=== Begin Enclosure ===

//! Lookup session shared by the command handlers
//!
//! A `Session` is built once when the host starts and handed to every command
//! by mutable reference. It owns the upstream clients, the catalog page cache
//! and the active league name for the lifetime of the process.

use reqwest::{redirect, Client};
use tracing::debug;

use crate::cli::LookupConfig;
use crate::commands::CommandError;
use crate::data::{NinjaClient, WikiClient};

/// User agent sent with every upstream request
const USER_AGENT: &str = concat!("poelookup/", env!("CARGO_PKG_VERSION"));

/// State shared by the price and wiki commands
#[derive(Debug)]
pub struct Session {
    ninja: NinjaClient,
    wiki: WikiClient,
    /// Active league, resolved on first use unless configured
    league: Option<String>,
}

impl Session {
    /// Creates a session from startup configuration
    pub fn new(config: &LookupConfig) -> Result<Self, reqwest::Error> {
        let http_client = client_builder(config).build()?;
        let redirect_client = client_builder(config)
            .redirect(redirect::Policy::none())
            .build()?;

        let ninja = NinjaClient::with_client(http_client.clone(), config.ninja_base_url.as_str())
            .with_cache_ttl(config.cache_ttl);
        let wiki = WikiClient::with_clients(http_client, redirect_client, config.wiki_base_url.as_str());

        Ok(Self::with_parts(ninja, wiki, config.league.clone()))
    }

    /// Creates a session from prebuilt clients
    pub fn with_parts(ninja: NinjaClient, wiki: WikiClient, league: Option<String>) -> Self {
        Self { ninja, wiki, league }
    }

    /// Returns the active league, resolving it on first use
    ///
    /// A league that cannot be resolved is not remembered, so the next call
    /// tries again.
    pub async fn league(&mut self) -> Result<String, CommandError> {
        if let Some(league) = &self.league {
            return Ok(league.clone());
        }

        let league = self
            .ninja
            .resolve_active_league()
            .await?
            .ok_or(CommandError::NoActiveLeague)?;
        debug!(%league, "remembering active league");
        self.league = Some(league.clone());
        Ok(league)
    }

    /// The league currently remembered, if any
    pub fn current_league(&self) -> Option<&str> {
        self.league.as_deref()
    }

    pub fn ninja_mut(&mut self) -> &mut NinjaClient {
        &mut self.ninja
    }

    pub fn wiki(&self) -> &WikiClient {
        &self.wiki
    }
}

fn client_builder(config: &LookupConfig) -> reqwest::ClientBuilder {
    let builder = Client::builder().user_agent(USER_AGENT);
    match config.timeout {
        Some(timeout) => builder.timeout(timeout),
        None => builder,
    }
}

=== End Enclosure ===

■ GOAL OF THE EXERCISE
The expected output is the exact run of lines from the start of the entries through the line with "pub async fn", inclusive.

■ COMPLETED EXERCISE
//! Lookup session shared by the command handlers
//!
//! A `Session` is built once when the host starts and handed to every command
//! by mutable reference. It owns the upstream clients, the catalog page cache
//! and the active league name for the lifetime of the process.

use reqwest::{redirect, Client};
use tracing::debug;

use crate::cli::LookupConfig;
use crate::commands::CommandError;
use crate::data::{NinjaClient, WikiClient};

/// User agent sent with every upstream request
const USER_AGENT: &str = concat!("poelookup/", env!("CARGO_PKG_VERSION"));

/// State shared by the price and wiki commands
#[derive(Debug)]
pub struct Session {
    ninja: NinjaClient,
    wiki: WikiClient,
    /// Active league, resolved on first use unless configured
    league: Option<String>,
}

impl Session {
    /// Creates a session from startup configuration
    pub fn new(config: &LookupConfig) -> Result<Self, reqwest::Error> {
        let http_client = client_builder(config).build()?;
        let redirect_client = client_builder(config)
            .redirect(redirect::Policy::none())
            .build()?;

        let ninja = NinjaClient::with_client(http_client.clone(), config.ninja_base_url.as_str())
            .with_cache_ttl(config.cache_ttl);
        let wiki = WikiClient::with_clients(http_client, redirect_client, config.wiki_base_url.as_str());

        Ok(Self::with_parts(ninja, wiki, config.league.clone()))
    }

    /// Creates a session from prebuilt clients
    pub fn with_parts(ninja: NinjaClient, wiki: WikiClient, league: Option<String>) -> Self {
        Self { ninja, wiki, league }
    }

    /// Returns the active league, resolving it on first use
    ///
    /// A league that cannot be resolved is not remembered, so the next call
    /// tries again.
    pub async fn league(&mut self) -> Result<String, CommandError> {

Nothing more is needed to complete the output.